All my opinions of course.

silent

[Fletcher]

It definitely can move like you propose silent.

The Lazy Tongs (LT's) as you've drawn them can be split into 2 portions for analysis purposes.

1. the portion below the pivot ( Mass 1 + <> ) with an average CoM1 distance from pivot.

2. the portion above the pivot ( Mass 2 +<xx> ) with an average CoM2 distance from pivot.

Mass 2 (and its sections of the LT's) can definitely 'shoot' upwards 'lightly' IF Mass 1 (and it's LT sections) are way more massive.

The proviso is that the CoM1 one side of the pivot must lose more GPE than CoM2 gains.

The speed that raises Mass 2 is directly proportional to the Net System mgh (GPE) lost, without considering friction loses. This is because mgh = m 1/2 v^2 therefore v = sqrt(2gh) which is shared between the two masses. Unless you say spring assist it or somesuch.

Therefore bigger variation between CoM's = faster lift. Less variation = slower lift.

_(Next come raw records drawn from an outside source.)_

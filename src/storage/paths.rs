// SPDX-License-Identifier: AGPL-3.0-or-later
//
// Copyright (C) 2026 Relational Network

//! Path utilities for the on-disk storage layout.

use std::path::{Path, PathBuf};

use crate::config::DEFAULT_DATA_DIR;

/// Storage path utilities rooted at the data directory.
#[derive(Debug, Clone)]
pub struct StoragePaths {
    root: PathBuf,
}

impl Default for StoragePaths {
    fn default() -> Self {
        Self::new(DEFAULT_DATA_DIR)
    }
}

impl StoragePaths {
    /// Create a new StoragePaths with a custom root (useful for testing).
    pub fn new(root: impl AsRef<Path>) -> Self {
        Self {
            root: root.as_ref().to_path_buf(),
        }
    }

    /// Root directory for all persisted data.
    pub fn root(&self) -> &Path {
        &self.root
    }

    /// Path to the redb file holding client records.
    pub fn clients_db(&self) -> PathBuf {
        self.root.join("clients.redb")
    }
}
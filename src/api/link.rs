// SPDX-License-Identifier: AGPL-3.0-or-later
//
// Copyright (C) 2026 Relational Network

//! Link token creation and public token exchange.

use axum::{extract::State, Json};
use tracing::{info, warn};
use uuid::Uuid;

use crate::{
    error::ApiError,
    models::{
        CreateLinkTokenRequest, CreateLinkTokenResponse, ExchangePublicTokenRequest,
        ExchangePublicTokenResponse,
    },
    providers::plaid::{
        E164PhoneNumber, LinkTokenCreateRequest, LinkTokenUser, PlaidConfig, PlaidError,
    },
    state::AppState,
};

/// Address the iOS simulator uses to reach the host.
const IOS_SIMULATOR_ADDRESS: &str = "localhost";

/// Deterministic user id for devices that do not send one.
fn derive_client_user_id(address: &str) -> String {
    Uuid::new_v5(&Uuid::NAMESPACE_URL, address.as_bytes()).to_string()
}

fn resolve_client_user_id(raw: Option<&str>, address: &str) -> String {
    raw.map(str::trim)
        .filter(|id| !id.is_empty())
        .map(str::to_string)
        .unwrap_or_else(|| derive_client_user_id(address))
}

/// iOS gets the OAuth redirect URI, Android the package name.
fn build_link_token_request(
    config: &PlaidConfig,
    client_user_id: &str,
    address: &str,
    phone_number: Option<E164PhoneNumber>,
) -> LinkTokenCreateRequest {
    let user = LinkTokenUser {
        client_user_id: client_user_id.to_string(),
        phone_number,
        ..Default::default()
    };
    let request = LinkTokenCreateRequest::new(config.client_name.clone(), user);

    if address == IOS_SIMULATOR_ADDRESS {
        request.with_redirect_uri(config.redirect_uri.clone())
    } else {
        request.with_android_package_name(config.android_package_name.clone())
    }
}

/// Create a Plaid Link token for a device.
#[utoipa::path(
    post,
    path = "/api/create_link_token",
    tag = "Link",
    request_body = CreateLinkTokenRequest,
    responses(
        (status = 200, description = "Link token created, or Plaid failure in `failure`", body = CreateLinkTokenResponse),
        (status = 400, description = "Invalid address or phone number"),
        (status = 503, description = "Plaid unreachable or misconfigured")
    )
)]
pub async fn create_link_token(
    State(state): State<AppState>,
    Json(request): Json<CreateLinkTokenRequest>,
) -> Result<Json<CreateLinkTokenResponse>, ApiError> {
    info!("Got a request to create a new link token");

    let address = request.address.trim();
    if address.is_empty() {
        return Err(ApiError::bad_request("address must not be empty"));
    }

    let client_user_id = resolve_client_user_id(request.client_user_id.as_deref(), address);
    let phone_number = request
        .phone_number
        .as_deref()
        .map(E164PhoneNumber::parse)
        .transpose()?;

    let plaid_request =
        build_link_token_request(state.plaid.config(), &client_user_id, address, phone_number);

    match state.plaid.link_token_create(&plaid_request).await {
        Ok(created) => {
            state.clients.register(&client_user_id, address)?;
            info!(client_user_id = %client_user_id, address, "Link token issued");
            Ok(Json(CreateLinkTokenResponse {
                client_user_id,
                link_token: Some(created.link_token),
                failure: None,
            }))
        }
        Err(PlaidError::Api(failure)) => {
            warn!(
                client_user_id = %client_user_id,
                error_code = %failure.error_code,
                "Plaid refused to create a link token"
            );
            Ok(Json(CreateLinkTokenResponse {
                client_user_id,
                link_token: None,
                failure: Some(*failure),
            }))
        }
        Err(e) => Err(e.into()),
    }
}

/// Exchange a Link public token and remember the resulting access token.
#[utoipa::path(
    post,
    path = "/api/exchange_public_token",
    tag = "Link",
    request_body = ExchangePublicTokenRequest,
    responses(
        (status = 200, description = "Token exchanged, or Plaid failure in `failure`", body = ExchangePublicTokenResponse),
        (status = 404, description = "Unknown client_user_id"),
        (status = 503, description = "Plaid unreachable or misconfigured")
    )
)]
pub async fn exchange_public_token(
    State(state): State<AppState>,
    Json(request): Json<ExchangePublicTokenRequest>,
) -> Result<Json<ExchangePublicTokenResponse>, ApiError> {
    info!(client_user_id = %request.client_user_id, "Exchanging public token for a Plaid access token");

    // Checked first so a token is never exchanged for a client we cannot store.
    if state.clients.get(&request.client_user_id)?.is_none() {
        return Err(ApiError::not_found(format!(
            "Client {} not found; request a link token first",
            request.client_user_id
        )));
    }

    match state
        .plaid
        .item_public_token_exchange(&request.public_token)
        .await
    {
        Ok(exchanged) => {
            state.clients.store_access_token(
                &request.client_user_id,
                &exchanged.access_token,
                &exchanged.item_id,
            )?;
            Ok(Json(ExchangePublicTokenResponse { failure: None }))
        }
        Err(PlaidError::Api(failure)) => {
            warn!(
                client_user_id = %request.client_user_id,
                error_code = %failure.error_code,
                "Plaid refused the public token"
            );
            Ok(Json(ExchangePublicTokenResponse {
                failure: Some(*failure),
            }))
        }
        Err(e) => Err(e.into()),
    }
}

#[cfg(test)]
mod tests {
    use super::*;
    use crate::{api::router, providers::plaid::PlaidEnv, state::testing::state_for};
    use axum::{
        body::{to_bytes, Body},
        http::{Request, StatusCode},
    };
    use serde_json::{json, Value};
    use tower::ServiceExt;
    use wiremock::{
        matchers::{body_partial_json, method, path},
        Mock, MockServer, ResponseTemplate,
    };

    async fn post(app: axum::Router, uri: &str, body: Value) -> (StatusCode, Value) {
        let response = app
            .oneshot(
                Request::builder()
                    .method("POST")
                    .uri(uri)
                    .header("content-type", "application/json")
                    .body(Body::from(body.to_string()))
                    .unwrap(),
            )
            .await
            .unwrap();
        let status = response.status();
        let bytes = to_bytes(response.into_body(), usize::MAX).await.unwrap();
        (status, serde_json::from_slice(&bytes).unwrap_or(Value::Null))
    }

    fn link_token_ok() -> ResponseTemplate {
        ResponseTemplate::new(200).set_body_json(json!({
            "link_token": "link-sandbox-abc",
            "expiration": "2026-10-18T12:00:00Z",
            "request_id": "req-1"
        }))
    }

    #[test]
    fn derived_user_id_is_stable_uuid() {
        let first = resolve_client_user_id(None, "10.0.2.2");
        let second = resolve_client_user_id(Some("   "), "10.0.2.2");
        assert_eq!(first, second);
        assert!(Uuid::parse_str(&first).is_ok());
        assert_eq!(resolve_client_user_id(Some(" device-9 "), "10.0.2.2"), "device-9");
    }

    #[test]
    fn localhost_requests_carry_redirect_uri() {
        let mut config = PlaidConfig::new("id", "secret", PlaidEnv::Sandbox);
        config.redirect_uri = Some("https://example.com/oauth".to_string());
        config.android_package_name = Some("com.example.linkdemo".to_string());

        let ios = build_link_token_request(&config, "device-1", "localhost", None);
        assert_eq!(ios.redirect_uri.as_deref(), Some("https://example.com/oauth"));
        assert!(ios.android_package_name.is_none());

        let android = build_link_token_request(&config, "device-1", "10.0.2.2", None);
        assert!(android.redirect_uri.is_none());
        assert_eq!(
            android.android_package_name.as_deref(),
            Some("com.example.linkdemo")
        );
    }

    #[tokio::test]
    async fn create_link_token_registers_client() {
        let plaid = MockServer::start().await;
        Mock::given(method("POST"))
            .and(path("/link/token/create"))
            .and(body_partial_json(json!({
                "user": { "client_user_id": "device-1" },
                "android_package_name": "com.example.linkdemo"
            })))
            .respond_with(link_token_ok())
            .expect(1)
            .mount(&plaid)
            .await;

        let (state, _dir) = state_for(&plaid.uri());
        let (status, body) = post(
            router(state.clone()),
            "/api/create_link_token",
            json!({ "address": "10.0.2.2", "client_user_id": "device-1" }),
        )
        .await;

        assert_eq!(status, StatusCode::OK);
        assert_eq!(
            body,
            json!({
                "client_user_id": "device-1",
                "link_token": "link-sandbox-abc",
                "failure": null
            })
        );

        let stored = state.clients.get("device-1").unwrap().unwrap();
        assert_eq!(stored.address, "10.0.2.2");
    }

    #[tokio::test]
    async fn create_link_token_returns_derived_client_id() {
        let plaid = MockServer::start().await;
        Mock::given(method("POST"))
            .and(path("/link/token/create"))
            .respond_with(link_token_ok())
            .expect(1)
            .mount(&plaid)
            .await;

        let (state, _dir) = state_for(&plaid.uri());
        let (status, body) = post(
            router(state.clone()),
            "/api/create_link_token",
            json!({ "address": "10.0.2.2" }),
        )
        .await;

        let derived = derive_client_user_id("10.0.2.2");
        assert_eq!(status, StatusCode::OK);
        assert_eq!(body["client_user_id"], derived.as_str());
        assert!(state.clients.get(&derived).unwrap().is_some());
    }

    #[tokio::test]
    async fn create_link_token_returns_plaid_failure_in_body() {
        let plaid = MockServer::start().await;
        Mock::given(method("POST"))
            .and(path("/link/token/create"))
            .respond_with(ResponseTemplate::new(400).set_body_json(json!({
                "error_type": "INVALID_CONFIGURATION",
                "error_code": "INVALID_FIELD",
                "error_message": "redirect_uri must be configured in the dashboard",
                "request_id": "req-2"
            })))
            .mount(&plaid)
            .await;

        let (state, _dir) = state_for(&plaid.uri());
        let (status, body) = post(
            router(state.clone()),
            "/api/create_link_token",
            json!({ "address": "localhost", "client_user_id": "device-1" }),
        )
        .await;

        assert_eq!(status, StatusCode::OK);
        assert_eq!(body["link_token"], Value::Null);
        assert_eq!(body["failure"]["error_code"], "INVALID_FIELD");
        assert!(state.clients.get("device-1").unwrap().is_none());
    }

    #[tokio::test]
    async fn create_link_token_rejects_bad_phone_number() {
        let plaid = MockServer::start().await;
        let (state, _dir) = state_for(&plaid.uri());
        let (status, body) = post(
            router(state),
            "/api/create_link_token",
            json!({ "address": "localhost", "phone_number": "555-0100" }),
        )
        .await;

        assert_eq!(status, StatusCode::BAD_REQUEST);
        assert_eq!(body["error"], "Invalid phone number: 555-0100");
    }

    #[tokio::test]
    async fn exchange_requires_known_client() {
        let plaid = MockServer::start().await;
        Mock::given(method("POST"))
            .and(path("/item/public_token/exchange"))
            .respond_with(ResponseTemplate::new(200))
            .expect(0)
            .mount(&plaid)
            .await;

        let (state, _dir) = state_for(&plaid.uri());
        let (status, _) = post(
            router(state),
            "/api/exchange_public_token",
            json!({ "client_user_id": "ghost", "public_token": "public-sandbox-1" }),
        )
        .await;

        assert_eq!(status, StatusCode::NOT_FOUND);
    }

    #[tokio::test]
    async fn exchange_stores_access_token() {
        let plaid = MockServer::start().await;
        Mock::given(method("POST"))
            .and(path("/item/public_token/exchange"))
            .and(body_partial_json(json!({ "public_token": "public-sandbox-1" })))
            .respond_with(ResponseTemplate::new(200).set_body_json(json!({
                "access_token": "access-sandbox-1",
                "item_id": "item-1",
                "request_id": "req-3"
            })))
            .expect(1)
            .mount(&plaid)
            .await;

        let (state, _dir) = state_for(&plaid.uri());
        state.clients.register("device-1", "localhost").unwrap();

        let (status, body) = post(
            router(state.clone()),
            "/api/exchange_public_token",
            json!({ "client_user_id": "device-1", "public_token": "public-sandbox-1" }),
        )
        .await;

        assert_eq!(status, StatusCode::OK);
        assert_eq!(body, json!({ "failure": null }));

        let stored = state.clients.get("device-1").unwrap().unwrap();
        assert_eq!(stored.access_token.as_deref(), Some("access-sandbox-1"));
        assert_eq!(stored.item_id.as_deref(), Some("item-1"));
    }
}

And the moment of inertia for the device changes with deployment, but this does not change things in a rotating environment for energy purposes because it is given back on the reset.

[silent]

Thanks Fletch. I have my doubts that it could run and still, the damned lazy tongs are a mechanism I'm not impressed with simply because they take so much force to operate. It still a lever though and I loathe having to build a set to test my hypothesis. Plus they don't operate fast enough to create the speeds that Bessler's wheels ran at.

With Bessler's wheels running that fast, it leads me to believe that there is some secret primary movement of weights that we largely don't grasp or have never seen in operation to know how it could be used to propel a wheel. I've been scanning the net and found where a guy had a bunch of very informative posts claiming to have solved the wheel, however he could have been all talk. Some of the points he brought out however included the use of a lever that was reminiscent of the cotton scales his dad used in the 1930s that looked like a Nike check. He said the weights much change position and he also said they function like a mobius - jacob's ladder where they continually flip and flop and never can find a point of rest. Other clues he gave was if you turn the number 8 on its side, look at the path, down up down up with 4 points of transition - the solution to Bessler's device is anti-climactic. The solution has one design affecting the ascending and another affecting the decending.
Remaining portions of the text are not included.